Kabocha squash is sweet and creamy when roasted or baked. It is extremely versatile and can be used for salads, baking, and soups. Packed with beta-carotene, iron and lots of vitamins, this squash is delicious and so good for you.
This salad is an adaption of Donna Hay’s Smoky Squash Salad that I saw in the Vancouver Sun. I made my own vegan almond feta (surprisingly easy) and used Bob’s Red Mill Ancient Grains instead of the spelt grains in the original recipe.
This salad is NEXT LEVEL! Such a beautiful seasonal salad with some serious lasting power! Filling, delicious and the perfect combination of sweet and savoury.

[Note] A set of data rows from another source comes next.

//! Wavelength-to-color conversion for visualizing spectra.

use crate::colorize::Rgba;

/// Approximate color the eye perceives for a wavelength in nanometers.
///
/// Piecewise-linear over the visible band; wavelengths outside 380-780 nm come
/// back black, and the perceived intensity rolls off linearly toward both band
/// edges. Operates on whole nanometers, so fractional input is truncated.
pub fn wavelength_to_rgb(nm: f64) -> Rgba {
    let w = nm.trunc();

    let (r, g, b) = if w >= 380.0 && w < 440.0 {
        (-(w - 440.0) / (440.0 - 350.0), 0.0, 1.0)
    } else if w >= 440.0 && w < 490.0 {
        (0.0, (w - 440.0) / (490.0 - 440.0), 1.0)
    } else if w >= 490.0 && w < 510.0 {
        (0.0, 1.0, -(w - 510.0) / (510.0 - 490.0))
    } else if w >= 510.0 && w < 580.0 {
        ((w - 510.0) / (580.0 - 510.0), 1.0, 0.0)
    } else if w >= 580.0 && w < 645.0 {
        (1.0, -(w - 645.0) / (645.0 - 580.0), 0.0)
    } else if w >= 645.0 && w <= 780.0 {
        (1.0, 0.0, 0.0)
    } else {
        (0.0, 0.0, 0.0)
    };

    // Intensity correction near the band edges.
    let intensity = if w >= 380.0 && w < 420.0 {
        0.3 + 0.7 * (w - 350.0) / (420.0 - 350.0)
    } else if w >= 420.0 && w <= 700.0 {
        1.0
    } else if w > 700.0 && w <= 780.0 {
        0.3 + 0.7 * (780.0 - w) / (780.0 - 700.0)
    } else {
        0.0
    };
    let sss = intensity * 255.0;

    Rgba::from_u8([(sss * r) as u8, (sss * g) as u8, (sss * b) as u8])
}

/// [`wavelength_to_rgb`] formatted as a `"#rrggbb"` string.
pub fn wavelength_to_hex(nm: f64) -> String {
    wavelength_to_rgb(nm).to_hex()
}

/// Color a whole wavelength grid.
pub fn spectrum_colors(wavelengths: &[f64]) -> Vec<Rgba> {
    wavelengths.iter().map(|&w| wavelength_to_rgb(w)).collect()
}

#[cfg(test)]
mod tests {
    use super::*;

    #[test]
    fn out_of_band_is_black() {
        assert_eq!(wavelength_to_hex(300.0), "#000000");
        assert_eq!(wavelength_to_hex(800.0), "#000000");
        assert_eq!(wavelength_to_hex(-1.0), "#000000");
    }

    #[test]
    fn green_peak_at_550_nm() {
        let c = wavelength_to_rgb(550.0);
        assert_eq!(c.g, 1.0);
        assert!(c.r < c.g && c.b < c.r);
        assert_eq!(c.to_hex(), "#91ff00");
    }

    #[test]
    fn violet_edge_is_dimmed() {
        // At 400 nm the intensity ramp sits at 0.8 of full scale.
        assert_eq!(wavelength_to_hex(400.0), "#5a00cc");
    }

    #[test]
    fn deep_red_tail_fades_out() {
        let mid = wavelength_to_rgb(660.0);
        let tail = wavelength_to_rgb(770.0);
        assert_eq!(mid.to_hex(), "#ff0000");
        assert!(tail.r < mid.r);
        assert_eq!(tail.g, 0.0);
        assert_eq!(tail.b, 0.0);
    }

    #[test]
    fn fractional_wavelengths_truncate() {
        assert_eq!(wavelength_to_rgb(550.9), wavelength_to_rgb(550.0));
    }

    #[test]
    fn slice_helper_preserves_order_and_length() {
        let wl = [400.0, 550.0, 700.0];
        let colors = spectrum_colors(&wl);
        assert_eq!(colors.len(), 3);
        assert_eq!(colors[1], wavelength_to_rgb(550.0));
    }
}
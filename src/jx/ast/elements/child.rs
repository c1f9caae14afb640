//! Children of elements and fragments

use super::element::Element;
use super::markup::{Fragment, Markup};
use crate::jx::ast::range::Range;
use crate::jx::host::Expression;

/// A maximal run of character data (no `{ } < >`), entities excluded
#[derive(Debug, Clone, PartialEq, Eq, Hash)]
pub struct Text {
    pub text: String,
    pub location: Range,
}

/// `&amp;`, `&#169;`, `&#xA9;`, kept as written
#[derive(Debug, Clone, PartialEq, Eq, Hash)]
pub struct Entity {
    pub raw: String,
    pub location: Range,
}

/// Verbatim body of a raw-text element such as `script`
#[derive(Debug, Clone, PartialEq, Eq, Hash)]
pub struct RawText {
    pub text: String,
    pub location: Range,
}

/// `<!-- ... -->`; `text` excludes the delimiters
#[derive(Debug, Clone, PartialEq, Eq, Hash)]
pub struct Comment {
    pub text: String,
    pub location: Range,
}

/// `<!doctype ...>`; `text` is what follows the keyword
#[derive(Debug, Clone, PartialEq, Eq, Hash)]
pub struct Doctype {
    pub text: String,
    pub location: Range,
}

/// An end tag that matched no open element
#[derive(Debug, Clone, PartialEq, Eq, Hash)]
pub struct ErroneousEndTag {
    pub name: String,
    pub location: Range,
}

/// A host expression between `{` and `}`; the location covers the braces
#[derive(Debug, Clone, PartialEq, Eq, Hash)]
pub struct EmbeddedExpression {
    pub expression: Expression,
    pub location: Range,
}

/// A construct that could not be built; `source` is the text it covered
#[derive(Debug, Clone, PartialEq, Eq, Hash)]
pub struct ErrorNode {
    pub message: String,
    pub source: String,
    pub location: Range,
}

#[derive(Debug, Clone, PartialEq, Eq, Hash)]
pub enum Child {
    Text(Text),
    Entity(Entity),
    Element(Element),
    Fragment(Fragment),
    Expression(EmbeddedExpression),
    Spread(EmbeddedExpression),
    RawText(RawText),
    Comment(Comment),
    Doctype(Doctype),
    ErroneousEndTag(ErroneousEndTag),
    Error(ErrorNode),
}

impl Child {
    pub fn location(&self) -> &Range {
        match self {
            Child::Text(text) => &text.location,
            Child::Entity(entity) => &entity.location,
            Child::Element(element) => &element.location,
            Child::Fragment(fragment) => &fragment.location,
            Child::Expression(expr) | Child::Spread(expr) => &expr.location,
            Child::RawText(raw) => &raw.location,
            Child::Comment(comment) => &comment.location,
            Child::Doctype(doctype) => &doctype.location,
            Child::ErroneousEndTag(tag) => &tag.location,
            Child::Error(error) => &error.location,
        }
    }

    pub fn as_element(&self) -> Option<&Element> {
        match self {
            Child::Element(element) => Some(element),
            _ => None,
        }
    }

    pub fn as_text(&self) -> Option<&str> {
        match self {
            Child::Text(text) => Some(&text.text),
            _ => None,
        }
    }
}

impl From<Markup> for Child {
    fn from(markup: Markup) -> Self {
        match markup {
            Markup::Element(element) => Child::Element(element),
            Markup::Fragment(fragment) => Child::Fragment(fragment),
        }
    }
}
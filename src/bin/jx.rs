//! Command-line interface for jx
//!
//! Usage:
//!   jx parse `<path>` [--format `<format>`] [--config `<config>`]  - Print the parsed tree
//!   jx check `<path>` [--config `<config>`]                       - Report diagnostics only
//!   jx list-formats                                              - List output formats
//!   jx list-configs                                              - List option presets
//!
//! `-v` raises the log level (repeatable); `JX_LOG` takes a full tracing filter instead.

use clap::{ArgAction, Parser, Subcommand};
use jx::jx::ast::{format_source_context, Diagnostic, ParseError};
use jx::jx::formats::FormatRegistry;
use jx::jx::{ConfigRegistry, JxParser, ParseOptions, ParseOutput, SourceFile};
use std::path::{Path, PathBuf};
use std::process::ExitCode;
use tracing::debug;
use tracing_subscriber::EnvFilter;

#[derive(Parser)]
#[command(name = "jx", version, about = "A tool for inspecting jx source files")]
struct Cli {
    /// Increase log verbosity (-v debug, -vv trace)
    #[arg(short, long, action = ArgAction::Count, global = true)]
    verbose: u8,

    #[command(subcommand)]
    command: Commands,
}

#[derive(Subcommand)]
enum Commands {
    /// Parse a file and print the tree
    Parse {
        path: PathBuf,
        /// Output format (see list-formats)
        #[arg(short, long, default_value = "treeviz")]
        format: String,
        /// Option preset (see list-configs)
        #[arg(short, long, default_value = "default")]
        config: String,
    },
    /// Parse a file and report diagnostics; exits with 1 on errors
    Check {
        path: PathBuf,
        #[arg(short, long, default_value = "default")]
        config: String,
    },
    /// List available output formats
    ListFormats,
    /// List available option presets
    ListConfigs,
}

fn init_logging(verbose: u8) {
    let filter = EnvFilter::try_from_env("JX_LOG").unwrap_or_else(|_| {
        EnvFilter::new(match verbose {
            0 => "warn",
            1 => "debug",
            _ => "trace",
        })
    });
    tracing_subscriber::fmt()
        .with_env_filter(filter)
        .with_writer(std::io::stderr)
        .init();
}

fn main() -> ExitCode {
    let cli = Cli::parse();
    init_logging(cli.verbose);

    match cli.command {
        Commands::Parse {
            path,
            format,
            config,
        } => handle_parse_command(&path, &format, &config),
        Commands::Check { path, config } => handle_check_command(&path, &config),
        Commands::ListFormats => {
            handle_list_formats_command();
            ExitCode::SUCCESS
        }
        Commands::ListConfigs => {
            handle_list_configs_command();
            ExitCode::SUCCESS
        }
    }
}

fn options_for(config: &str) -> Result<ParseOptions, String> {
    ConfigRegistry::with_defaults()
        .get(config)
        .map(|preset| preset.options)
        .ok_or_else(|| format!("unknown configuration '{}' (see list-configs)", config))
}

/// Read and parse; on failure the error has already been printed
fn load(path: &Path, config: &str) -> Result<(String, ParseOutput<SourceFile>), ExitCode> {
    let options = options_for(config).map_err(|message| {
        eprintln!("Error: {}", message);
        ExitCode::from(2)
    })?;
    let source = std::fs::read_to_string(path).map_err(|err| {
        eprintln!("Error reading {}: {}", path.display(), err);
        ExitCode::from(2)
    })?;
    debug!(path = %path.display(), bytes = source.len(), config, "loaded source");

    match JxParser::new().with_options(options).parse_source(&source) {
        Ok(output) => Ok((source, output)),
        Err(err) => {
            report_fatal(path, &source, &err);
            Err(ExitCode::FAILURE)
        }
    }
}

fn report_fatal(path: &Path, source: &str, err: &ParseError) {
    eprintln!("{}: error: {}", path.display(), err);
    eprintln!("{}", format_source_context(source, err.location()));
}

fn report_diagnostics(path: &Path, diagnostics: &[Diagnostic]) {
    for diagnostic in diagnostics {
        eprintln!("{}:{}", path.display(), diagnostic);
    }
}

fn handle_parse_command(path: &Path, format: &str, config: &str) -> ExitCode {
    let (_, output) = match load(path, config) {
        Ok(loaded) => loaded,
        Err(code) => return code,
    };
    match FormatRegistry::with_defaults().serialize(&output.value, format) {
        Ok(text) => print!("{}", text),
        Err(err) => {
            eprintln!("Error: {}", err);
            return ExitCode::from(2);
        }
    }
    report_diagnostics(path, &output.diagnostics);
    ExitCode::SUCCESS
}

fn handle_check_command(path: &Path, config: &str) -> ExitCode {
    let (source, output) = match load(path, config) {
        Ok(loaded) => loaded,
        Err(code) => return code,
    };
    report_diagnostics(path, &output.diagnostics);
    for error in output.errors() {
        eprintln!("{}", format_source_context(&source, &error.range));
    }
    if output.has_errors() {
        ExitCode::FAILURE
    } else {
        println!("{}: ok ({} diagnostics)", path.display(), output.diagnostics.len());
        ExitCode::SUCCESS
    }
}

fn handle_list_formats_command() {
    let registry = FormatRegistry::with_defaults();
    println!("Available formats:\n");
    for name in registry.list_formats() {
        let description = registry.get(&name).map(|f| f.description()).unwrap_or("");
        println!("  {}", name);
        println!("    {}", description);
    }
}

fn handle_list_configs_command() {
    println!("Available processing configurations:\n");
    for config in ConfigRegistry::with_defaults().list_all() {
        println!("  {}", config.name);
        println!("    {}", config.description);
    }
}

Bring it to your next holiday dinner or party to really wow your friends and family:)
WHAT YOU NEED
- 1 Kabocha squash cut into thin wedges
- 1 large red onion cut into chunky wedges.
- 4-5 cloves of peeled garlic
- 1 cup of Bob Mills Grain Medley-> HERE (or sub brown rice)
- 3 cups of vegetable stock
- 1 bunch of kale
- Seeds from 1 pomegranate
- 1/2 cup of chopped mint leaves
- smoked paprika
- Feta or make Almond feta
DRESSING
- 1/4 cup of olive oil
- 2 tbsp of honey dijon mustard
- 2 tsp of tamari or soy sauce
- 1/8 cup of coconut vinegar
- salt and pepper
- 1 clove of freshly pressed garlic
Put all ingredients into a mason jar and shake.
WHAT TO DO
- Start by bringing your vegetable broth to a boil and adding the grain medley (or rice) then turn down the heat, cover and simmer for an hour or until soft.
- Preheat the oven to 400 degrees.
- Cut the kabocha squash into wedges (hello arm workout!) and red onion into chunky wedges and toss both in a little olive oil and a generous sprinkle of smoked paprika, salt and pepper. Put in the oven and set timer for 30-35 minutes.
- De-stem the kale and chop it up into bit size pieces. Massage the kale in a little olive oil and lemon. Set aside.
- De-seed the pomegranate (or be lazy and buy seeds ready to go!)
- Chop the mint.
- Once the grain medley is cooked, turn off the heat and add the kale and stir until combined. This helps soften the kale and makes the base of the salad.
- Now build your salad! Grain medley and kale on the bottom, roasted squash and red onion next. Then sprinkle the pomegranates, mint and feta on top. Drizzle with dressing.
- SERVE AND ENJOY!!!
I hope your family enjoys this salad as much as mine did! I had it cold the next day and it was still delicious.